Tidhar was born in Jaffa in 1897, his parents’ seventh child but the first to survive. He attended a religious school in Jaffa's Neve Shalom district that was founded by his father, Moshe Bezalel Todrosovitz. (Moshe Todrosovich was a philanthropist who had been instrumental in bringing Abraham Isaac Kook to serve as a rabbi in Jaffa - and Rabbi Kook later expressed admiration for his son, saying he had zekhut avot i.e. that he took after his father). Tidhar would later recall his childhood in Jaffa's pre-Tel Aviv era in his memoirs.

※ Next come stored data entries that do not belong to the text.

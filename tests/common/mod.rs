//! Common test utilities for integration tests.

use glam::DVec3;
use helioscope::camera::CameraState;
use helioscope::ephemeris::{CelestialBodyId, Ephemeris};
use helioscope::render::Viewport;

/// Standard test viewport, matching the original viewer window size.
pub fn viewport() -> Viewport {
    Viewport::new(1400, 1000)
}

/// Camera on the +X axis at `distance` AU, looking at the origin.
pub fn axial_camera(distance: f64) -> CameraState {
    CameraState {
        azimuth: 0.0,
        elevation: 0.0,
        distance,
        ..Default::default()
    }
}

/// Position lookup that must succeed for every body in the static table.
pub fn position(ephemeris: &Ephemeris, id: CelestialBodyId, t_days: f64) -> DVec3 {
    ephemeris
        .position(id, t_days)
        .expect("body is in the static table")
}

Tidhar was involved in community affairs from an early age, including preventing Christian missionary activity during the British mandate period. However his main early passion was football. In 1913 he became the initiator and player of the Maccabi Tel Aviv football team.

Communal activity included founding a charitable organisation (gemach) to provide clothing and shoes to the poor and also to provide advice on avoiding cholera during an epidemic in 1916. In 1918 he volunteered for the Jewish legion, and was involved in the defence of Jaffa's Jews during the 1921 Jaffa riots.

==Early career==
Tidhar was among the first people to join the Haganah self-defense group and in 1921, he joined and served in the British-run Palestine Police Force, where he initially served in Jaffa but soon moved and became commanding officer in West Jerusalem until 1925. Tidhar was instrumental in helping Jews in awkward situations (for example, the wife of a man who refused to give his wife her divorce papers, and once having to work on Yom Kippur to help some refugees - where he dressed as an Arab so as not to distress his fellow Jews). Rabbi Kook said "There are two men who assist me in maintaining order in religious affairs in Jerusalem. The first is the British High Commissioner, Herbert Samuel. And the second is police officer David Tidhar. However, there is a difference between the two. The commissioner always confers first with his legal advisor, so his assistance is often delayed. Officer Tidhar, on the other hand, is diligent and energetic. He does whatever he promises, quickly overcoming all obstacles."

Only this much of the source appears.